The Wire Editorial
More than a month after Indian Council of Medical Research (ICMR) researchers conducted an important seroprevalence survey, a published paper with the methods and results is nowhere in sight. While publishing delays are not implicitly wrong, even during a pandemic – it is better to take the time and publish a good paper than to publish a bad paper in a hurry – ICMR can’t use this alibi because it had already conducted a press conference announcing some of the results from the survey on June 11. It has even drawn criticism from various independent health and medical experts on some of the numbers publicised.
As a result, until the paper becomes available, ICMR stands guilty of the same charge that Patanjali Ayurved has been accused of: doing science by press release, i.e. to expose one’s results to non-expert people before it has been vetted by other experts.
Surely this is conduct unbecoming of India’s nodal medical research body at the height of the COVID-19 epidemic, when certainty is invaluable and honesty and transparency even more so.

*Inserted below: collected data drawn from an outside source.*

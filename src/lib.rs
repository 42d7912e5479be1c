//! Cueline Control Core
//!
//! The authoritative controller for an interactive media-timeline editor.
//! One `Editor` instance owns all playback/timeline/edit state, arbitrates
//! incoming commands by urgency lane, and keeps the media position and the
//! timeline cursor in agreement to within a fraction of a frame.
//!
//! Everything outside this core (rendering, asset catalogs, persistence,
//! the media element itself) is an external collaborator reached through
//! the interfaces in [`media`] and [`events`].
//!
//! There is no global instance: construct an [`Editor`] with the media
//! resource it should own and drive it with [`Editor::submit`] and
//! [`Editor::tick`].

pub mod commands;
pub mod config;
pub mod error;
pub mod events;
pub mod logging;
pub mod media;
pub mod state;
pub mod sync;
pub mod timeline;

mod types;
pub use types::*;

#[cfg(test)]
mod tests_scenarios;

use tracing::{debug, info, warn};

use crate::commands::{Command, CommandKind, CommandScheduler, CommandSink};
use crate::config::EditorConfig;
use crate::error::{EditorError, EditorResult};
use crate::events::{NoticeCallback, SnapshotCallback, SubscriberHub, Subscription};
use crate::media::{
    MediaController, MediaOp, MediaResource, PlaybackReadings, RecoveryLadder, RecoveryOutcome,
    UserNotice,
};
use crate::state::{EditorPhase, EditorState, GapPolicy, PhaseMachine};
use crate::sync::{DriftAction, SyncMonitor};
use crate::timeline::ClipEditEngine;

// =============================================================================
// Media Events
// =============================================================================

/// Completion callbacks from the underlying media resource.
///
/// Controller-triggered operations set a self-update guard; their callbacks
/// are recognized and dropped here so a state-triggered media operation can
/// never re-enter the scheduler disguised as a user event.
#[derive(Clone, Copy, Debug, PartialEq)]
pub enum MediaEvent {
    /// The resource finished a seek it performed on its own
    SeekCompleted { position: TimeSec },
    /// The resource reached the end of the media
    PlaybackEnded,
}

// =============================================================================
// Editor Core (command sink)
// =============================================================================

/// Everything the scheduler dispatches into: the canonical state, the phase
/// machine, and the components that effect commands.
struct EditorCore<M: MediaResource> {
    config: EditorConfig,
    state: EditorState,
    machine: PhaseMachine,
    engine: ClipEditEngine,
    controller: MediaController<M>,
    monitor: SyncMonitor,
    ladder: RecoveryLadder,
    hub: SubscriberHub,
    /// Containment data stashed when the recovery ladder exhausts inside a
    /// handler; consumed after rollback so the Error entry survives it
    exhaustion: Option<(UserNotice, Option<PlaybackReadings>)>,
}

impl<M: MediaResource> CommandSink for EditorCore<M> {
    /// Applies one command atomically.
    ///
    /// The canonical aggregate is cloned first and the handler works toward
    /// a replacement; on failure the clone is restored, so a rejected or
    /// half-failed command leaves only error bookkeeping behind.
    fn apply(&mut self, command: &Command) -> EditorResult<()> {
        let state_before = self.state.clone();
        let machine_before = self.machine.clone();

        match self.dispatch(&command.kind) {
            Ok(()) => {
                self.hub.mark_dirty();
                Ok(())
            }
            Err(e) => {
                self.state = state_before;
                self.machine = machine_before;
                self.apply_exhaustion_containment();
                self.state.record_error(&e.to_string(), &e.to_user_message());
                self.hub.mark_dirty();
                Err(e)
            }
        }
    }
}
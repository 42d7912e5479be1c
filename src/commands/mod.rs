//! Command Definitions
//!
//! Every external request enters the core as a `Command`: a kind with its
//! payload, a scheduling lane, and an issue timestamp. Commands are
//! serializable so embedders can log or replay them.

mod scheduler;

pub use scheduler::*;

use serde::{Deserialize, Serialize};

use crate::state::GapPolicy;
use crate::timeline::TrimEdge;
use crate::types::{ClipId, CommandId, SourceRef, TimeSec};

// =============================================================================
// Lanes
// =============================================================================

/// Scheduling lane, highest urgency first
#[derive(Clone, Copy, Debug, Default, PartialEq, Eq, PartialOrd, Ord, Serialize, Deserialize)]
#[serde(rename_all = "camelCase")]
pub enum Lane {
    /// Queued behind everything else; no ordering guarantee against other
    /// lanes, cooperative (one unit per tick)
    Deferred = 0,
    /// FIFO, apply-or-rollback per command
    #[default]
    Sequential = 1,
    /// Executes synchronously on submit; latest-wins per logical target
    Immediate = 2,
}

/// Logical target a command acts on, used for immediate-lane supersession
#[derive(Clone, Debug, PartialEq, Eq, Serialize, Deserialize)]
#[serde(rename_all = "camelCase")]
pub enum CommandTarget {
    Playback,
    Cursor,
    Clip(ClipId),
    Selection,
    Policy,
    Timeline,
}

// =============================================================================
// Command Kinds
// =============================================================================

/// Command payloads
#[derive(Clone, Debug, PartialEq, Serialize, Deserialize)]
#[serde(tag = "type", rename_all = "camelCase")]
pub enum CommandKind {
    // Playback control
    Play,
    Pause,
    SeekTo { position: TimeSec },
    SetRate { rate: f64 },

    // Cursor drag
    BeginDrag { position: TimeSec },
    DragTo { position: TimeSec },
    EndDrag { position: TimeSec },

    // Clip edits
    AddClip {
        track_index: usize,
        start_time: TimeSec,
        source_ref: SourceRef,
        source_duration: TimeSec,
    },
    TrimClip {
        clip_id: ClipId,
        edge: TrimEdge,
        delta: TimeSec,
    },
    SplitClip { clip_id: ClipId, at_time: TimeSec },
    MoveClip {
        clip_id: ClipId,
        new_start_time: TimeSec,
        #[serde(skip_serializing_if = "Option::is_none")]
        new_track_index: Option<usize>,
    },
    /// Drop of a moved clip; applies the gap policy
    ReleaseClip { clip_id: ClipId },
    DeleteClips { clip_ids: Vec<ClipId> },

    // Selection
    SelectClips { clip_ids: Vec<ClipId> },
    ClearSelection,
    ShowHandles { clip_id: ClipId },

    // Policy / lifecycle
    SetGapPolicy { policy: GapPolicy },
    /// Leave the Error phase, closing the circuit breaker
    ResetError,
    /// Stop playback and return to Idle
    Shutdown,
    /// Housekeeping: prune stale selection, audit timeline invariants
    AuditTimeline,
}

impl CommandKind {
    /// Lane this kind runs on unless the submitter overrides it.
    ///
    /// Interactive gestures are immediate, edits are sequential, and
    /// housekeeping is deferred.
    pub fn default_lane(&self) -> Lane {
        use CommandKind::*;
        match self {
            Play | Pause | SeekTo { .. } | SetRate { .. } | BeginDrag { .. } | DragTo { .. }
            | EndDrag { .. } => Lane::Immediate,
            SelectClips { .. } | ClearSelection | ShowHandles { .. } => Lane::Immediate,
            AddClip { .. } | TrimClip { .. } | SplitClip { .. } | MoveClip { .. }
            | ReleaseClip { .. } | DeleteClips { .. } | SetGapPolicy { .. } | ResetError
            | Shutdown => Lane::Sequential,
            AuditTimeline => Lane::Deferred,
        }
    }

    /// Logical target for latest-wins supersession
    pub fn target(&self) -> CommandTarget {
        use CommandKind::*;
        match self {
            Play | Pause | SeekTo { .. } | SetRate { .. } | ResetError | Shutdown => {
                CommandTarget::Playback
            }
            BeginDrag { .. } | DragTo { .. } | EndDrag { .. } => CommandTarget::Cursor,
            TrimClip { clip_id, .. }
            | SplitClip { clip_id, .. }
            | MoveClip { clip_id, .. }
            | ReleaseClip { clip_id } => CommandTarget::Clip(clip_id.clone()),
            SelectClips { .. } | ClearSelection | ShowHandles { .. } => CommandTarget::Selection,
            SetGapPolicy { .. } => CommandTarget::Policy,
            AddClip { .. } | DeleteClips { .. } | AuditTimeline => CommandTarget::Timeline,
        }
    }

    /// Short name for logs
    pub fn name(&self) -> &'static str {
        use CommandKind::*;
        match self {
            Play => "Play",
            Pause => "Pause",
            SeekTo { .. } => "SeekTo",
            SetRate { .. } => "SetRate",
            BeginDrag { .. } => "BeginDrag",
            DragTo { .. } => "DragTo",
            EndDrag { .. } => "EndDrag",
            AddClip { .. } => "AddClip",
            TrimClip { .. } => "TrimClip",
            SplitClip { .. } => "SplitClip",
            MoveClip { .. } => "MoveClip",
            ReleaseClip { .. } => "ReleaseClip",
            DeleteClips { .. } => "DeleteClips",
            SelectClips { .. } => "SelectClips",
            ClearSelection => "ClearSelection",
            ShowHandles { .. } => "ShowHandles",
            SetGapPolicy { .. } => "SetGapPolicy",
            ResetError => "ResetError",
            Shutdown => "Shutdown",
            AuditTimeline => "AuditTimeline",
        }
    }
}

// =============================================================================
// Command Envelope
// =============================================================================

/// A scheduled unit of work
#[derive(Clone, Debug, PartialEq, Serialize, Deserialize)]
#[serde(rename_all = "camelCase")]
pub struct Command {
    pub id: CommandId,
    pub kind: CommandKind,
    pub lane: Lane,
    /// RFC 3339 issue timestamp
    pub issued_at: String,
}

impl Command {
    /// Creates a command on its kind's default lane
    pub fn new(kind: CommandKind) -> Self {
        let lane = kind.default_lane();
        Self {
            id: ulid::Ulid::new().to_string(),
            kind,
            lane,
            issued_at: chrono::Utc::now().to_rfc3339(),
        }
    }

    /// Overrides the lane
    pub fn with_lane(mut self, lane: Lane) -> Self {
        self.lane = lane;
        self
    }

    pub fn target(&self) -> CommandTarget {
        self.kind.target()
    }
}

A pandemic and an epidemic are shifting beasts whose form and threat are impossible to estimate completely accurately until they die out. But for as long as they remain active, scientific studies are one of the few types of instruments that will allow us a semblance of knowing what really is going on. Clearly, any act that undermines our ability to interrogate or recreate the results of scientific studies should be considered irresponsible at best.
Such consternation is warranted because the June 11 press conference was only the latest in a line of actions by ICMR leaders that have made the council itself the story, and not the science, the virus, the disease or the people. And while journalists and independent experts struggle to make sense of what the ICMR says and does, the state has formulated policies that in the final analysis are not backed by science.
Perhaps the most egregious example is ICMR’s inexplicable love affair with hydroxychloroquine, in which the body made some decisions that flew so directly in the face of evidence and ethics that it was hard to believe a well-reasoned rebuttal would be taken seriously. There is already some suspicion that the Drugs Controller General of India’s approval for favipiravir and remdesivir to be marketed as COVID-19 treatments in India will pan out the same way: unmindful of wider circumstances.
Other examples include withholding data, thus denying journalists and experts the ability to check results in the full context in which they are to be understood; distorting or miscommunicating data, as is often the case with the infection fatality rate; removing data, such as by taking down documents containing information about the number of individuals tested by date before April 24; denying others’ claims but with insufficient data, thus adding to the confusion, as with the preprint paper that claimed India’s epidemic would peak in November; and publicising some findings by leaking them to the press.
The last point is particularly dangerous because it allows ICMR researchers to get the results of their studies into the public domain but without opening up the body to be questioned on their validity or, for that matter, to be seen as questioning any official policy.
For example, on June 8, three days before the press conference, the New Indian Express reported that the seroprevalence survey had found that “as high as one-third of the population in many containment areas in hotspot cities may have already been infected by the virus and quietly recovered”. ICMR subsequently denied the claim as “speculative”. More recently, Economic Times quoted unnamed ICMR officials as saying, “The interim analysis from 300-odd patients who have been given plasma therapy showed that it is not working.” ICMR again discredited the claim.
Leak-based journalism is often the symptom of a tension between the views of an institution and its constituents. But however this contest swings, the ultimate victims are those for whom the trials’ and studies’ results matter and, of course, ICMR itself. Today, no one expects ICMR to contradict the Centre’s COVID-19 response strategy on any count, irrespective of the enormity of a transgression.
This is unacceptable because ICMR is not just India’s council for medical research but the principal fount of scientific knowledge vis-à-vis India’s COVID-19 epidemic. Its failures hurt us all.